Fafe mudava-se no Verão para a Póvoa. E de que falavam os fafenses, uns com os outros, nas vésperas de irem de férias? Falavam de sectores. Era importante saber, os fafenses perguntavam-se reciprocamente "em que sector estás?", "para que sector vais?", enquanto metiam a mobília de casa na mala do carro, na camioneta de aluguer ou no autocarro do João Carlos Soares, e a conversa entrava numa onda, parecia, de quem discute números de porta ou terminações de lotaria, mas eles lá se entendiam e marcavam encontros, se calhar só da boca para fora.

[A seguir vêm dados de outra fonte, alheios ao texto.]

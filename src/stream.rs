//! Single-threaded pipeline for continuous-line corpora (books).
//!
//! There are no document boundaries: every input line is detokenized and written on its
//! own line, with split quotas counted in input lines. The quote state runs on across
//! the whole of each file and resets only when the next file starts.

use crate::aggregate::SplitReport;
use crate::config::LINE_PROGRESS_INTERVAL;
use crate::detok::combine;
use crate::manifest::{write_manifest, RunReport};
use crate::models::QuoteState;
use crate::reader::LineReader;
use crate::split::SplitPlan;
use crate::walk::list_inputs;
use anyhow::{Context, Result};
use indicatif::ProgressBar;
use std::fs::{self, File};
use std::io::{BufWriter, Write};
use std::path::{Path, PathBuf};
use std::time::Instant;
use tracing::{debug, info};

const WRITE_BUFFER: usize = 128 * 1024;

/// Lines of several files in order, each flagged when it is the first of its file.
pub struct StreamLines {
    files: std::vec::IntoIter<PathBuf>,
    current: Option<LineReader>,
    first: bool,
}

impl StreamLines {
    pub fn new(files: Vec<PathBuf>) -> Self {
        Self {
            files: files.into_iter(),
            current: None,
            first: false,
        }
    }
}

impl Iterator for StreamLines {
    type Item = Result<(String, bool)>;

    fn next(&mut self) -> Option<Self::Item> {
        loop {
            if let Some(reader) = self.current.as_mut() {
                match reader.next() {
                    Some(Ok(line)) => {
                        let first = std::mem::replace(&mut self.first, false);
                        return Some(Ok((line, first)));
                    }
                    Some(Err(e)) => return Some(Err(e.into())),
                    None => self.current = None,
                }
            }

            let path = self.files.next()?;
            match LineReader::open(&path) {
                Ok(reader) => {
                    debug!(path = %path.display(), "Reading input file");
                    self.current = Some(reader);
                    self.first = true;
                }
                Err(e) => return Some(Err(e)),
            }
        }
    }
}

pub fn run_stream<P: AsRef<Path>>(
    inputs: &[P],
    output_dir: &Path,
    plan: &SplitPlan,
) -> Result<RunReport> {
    let start = Instant::now();
    let files = list_inputs(inputs)?;
    let file_count = files.len();

    fs::create_dir_all(output_dir).with_context(|| {
        format!(
            "Failed to create output directory: {}",
            output_dir.display()
        )
    })?;

    let mut lines = StreamLines::new(files);
    let mut quote = QuoteState::Closed;
    let mut total = 0u64;
    let mut written = 0u64;
    let mut reports = Vec::new();
    let pb = ProgressBar::new_spinner();

    for split in plan.splits() {
        let path = output_dir.join(&split.file_name);
        let file = File::create(&path)
            .with_context(|| format!("Failed to create split file: {}", path.display()))?;
        let mut writer = BufWriter::with_capacity(WRITE_BUFFER, file);
        let mut count = 0u64;
        let mut exhausted = false;

        while !split.quota.is_filled(count) {
            let Some(next) = lines.next() else {
                exhausted = true;
                break;
            };
            let (raw, new_file) = next?;
            if new_file {
                quote = QuoteState::Closed;
            }

            let (cleaned, state) = combine(&raw, quote);
            quote = state;
            if !cleaned.is_empty() {
                writer
                    .write_all(cleaned.as_bytes())
                    .and_then(|()| writer.write_all(b"\n"))
                    .with_context(|| format!("Failed to write to: {}", path.display()))?;
                written += 1;
            }

            count += 1;
            total += 1;
            if total % LINE_PROGRESS_INTERVAL == 0 {
                pb.set_message(format!("Processed {} lines", total));
                pb.tick();
            }
        }

        writer
            .flush()
            .with_context(|| format!("Failed to flush: {}", path.display()))?;
        info!(file = %split.file_name, lines = count, "Split written");
        reports.push(SplitReport {
            file: split.file_name,
            count,
        });

        if exhausted {
            break;
        }
    }
    pb.finish_and_clear();

    let report = RunReport {
        corpus: "books".to_string(),
        unit: "lines",
        workers: 1,
        files: file_count,
        splits: reports,
        written,
        empty_dropped: total - written,
        file_errors: 0,
        urls_fetched: 0,
        urls_skipped: 0,
        duration_secs: start.elapsed().as_secs_f64(),
    };
    write_manifest(output_dir, &report)?;

    info!(lines = total, files = file_count, "Processed all lines");
    Ok(report)
}
//! corpus-prep: corpus cleaning and split partitioning for language-model training
//!
//! This crate turns raw corpus dumps into cleaned, document-segmented text files,
//! partitioned into fixed-size splits plus a remainder:
//!
//! 1. **Enumeration** -- Walk the input tree and collect every regular file
//! 2. **Segmentation** -- A pool of worker threads cuts each file into documents with a
//!    corpus-specific strategy, detokenizing lines on the way
//! 3. **Aggregation** -- A single consumer writes documents into `split1.txt ...
//!    splitK.txt` and `remainder.txt` in arrival order until each quota is filled
//!
//! # Corpora
//!
//! - **books** -- Continuous tokenized lines, no document boundaries, single-threaded
//! - **stories** -- Tokenized documents separated by blank lines
//! - **wiki** -- WikiExtractor output delimited by `<doc>` / `</doc>` markers, laid out
//!   one sentence per line
//! - **webtext** -- Lists of URLs; each page is downloaded and its paragraphs kept
//!
//! # Architecture
//!
//! - **Tagged messages** -- `Job::File | Job::Stop` on the intake channel and
//!   `Outcome::Document | Outcome::WorkerDone` on the outbound channel
//! - **Backpressure** -- The outbound channel holds at most ten documents per worker
//! - **Explicit state** -- Quote state is passed into and returned from [`detok::combine`]
//! - **Scoped deadlines** -- Every fetch attempt carries its own timeout
//!
//! # Key Modules
//!
//! - [`detok`] -- Token merging and quote tracking
//! - [`walk`] -- Recursive file enumeration
//! - [`reader`] -- Line reading with transparent bz2 decompression
//! - [`segment`] -- Per-corpus segmentation strategies
//! - [`fetch`] -- Web page fetching with escalating timeouts
//! - [`pool`] -- Worker threads and channels
//! - [`aggregate`] -- Quota-bounded split writing
//! - [`stream`] -- The continuous-line pipeline
//! - [`extract`] -- The document pipeline end to end
//! - [`split`] -- Split plans and quotas
//! - [`manifest`] -- Run summary written as JSON
//! - [`stats`] -- Shared atomic counters
//! - [`config`] -- Constants
//!
//! # Example Usage
//!
//! ```bash
//! # Two 50k-article splits plus the rest, on 16 workers
//! corpus-prep -v wiki -i extracted/ -o out/ -s 50000 50000 --num-workers 16
//!
//! # Books in a fixed file order, split by line count
//! corpus-prep books -i books/part1.txt books/part2.txt -o out/ -s 1000000
//!
//! # Web pages in chunks of 10k documents
//! corpus-prep webtext -i urls/ -o out/ --chunk 10000 -t 5 5 10
//! ```

pub mod aggregate;
pub mod config;
pub mod detok;
pub mod extract;
pub mod fetch;
pub mod manifest;
pub mod models;
pub mod pool;
pub mod reader;
pub mod segment;
pub mod sentences;
pub mod split;
pub mod stats;
pub mod stream;
pub mod walk;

Quer-se dizer, Fafe mudava-se no Verão para a Póvoa, e eu agora também. Não cuideis que estou no gozo. À falta de posses para outros algarves, eu próprio passei a fazer férias na Póvoa de Varzim, todos os anos, geralmente à terça-feira à tarde.
As minhas férias deste ano foram temporãs, gozei-as no passado dia 8 de Abril, depois de irmos ao Correio levantar a reforma. Peguei na mulher e ala para a Póvoa, com transbordo na Senhora da Hora. Saímos depois de almoço, mas para mim o almoço já conta como férias. Comemos em casa dois bijus, um para cada, levantámos a mesa, varremos a sala, lavámos a louça, regámos os vasos, desligámos a água, a luz e o gás, fechámos a porta com três chaves e uma tranca, pedimos à vizinha que deitasse os olhos e lá fomos apanhar o metro. A viagem correu muito bem.
A Póvoa estava um bocado ao deus-dará, praticamente de vago, decerto derivado à chuva que caía desalmadamente, uma falta de respeito para veraneantes que, como nós, não gostam de confusões e tomam horas para o Verão. Mas há cada vez mais andares e apartamentos para vender e quartos por alugar, de acordo com os letreiros que se acotovelam. A língua oficial da Póvoa de Varzim, entre os meses de Junho e Agosto, é o francês com caralhos no meio. No resto do ano também. Eu e a minha mulher foi como se estivéssemos no estrangeiro, embora com caralhos no meio e bastante molhados, e ainda há um bocadinho tínhamos saído de casa com um rico dia de sol. Por falar nisso, liguei à vizinha para saber se estava tudo bem. Estava.
Aproveitámos as férias em cheio. Olhámos para o casino e para o Cego do Maio, fomos espreitar as montras com bolas de berlim, a praia, os banhos e as banhas. Não havia. Fomos às piscinas, ao museu, à biblioteca, à praça de toiros demolida e ao estádio que qualquer dia também, mas fomos sempre pelo lado de fora, para não incomodar. Não percebo quem diz que não tem dinheiro para ir de férias. Eu e a minha mulher fomos e às 17h45 já estávamos outra vez no lar doce lar, encharcados como pitos mas felizes da vida. Mais: resolvi fazer um prolongamento extraordinário das férias, e demo-nos ao luxo de jantar. Dois bijus, um para cada, e uma colher de xarope para a tosse bebida a meias.
As minhas férias ficaram-me por 10,65 euros. Ora portanto, 24 cêntimos dos dois pães do almoço, dez euros de dois andantes Z5 (cartões incluídos) para as viagens Matosinhos-Póvoa de Varzim e Póvoa de Varzim-Matosinhos, mais os 24 cêntimos dos papos-secos do jantar, uma extravagância, e 17 cêntimos da chamada para a vizinha. Total: 10,65 euros, com todas as tarifas incluídas, o xarope para a tosse tinha-me sido dado como amostra. Quase onze euros, um bocado puxado, é certo, e não dá para descontar no IRS, mas é uma questão de nos organizarmos durante o resto do ano.
A minha mulher ainda quis ir a uma agência de viagens, para ver se a coisa nos saía mais em conta - como se nós fôssemos uns necessitados! Mandei-a dar uma volta e ela passou as férias todas sem me falar.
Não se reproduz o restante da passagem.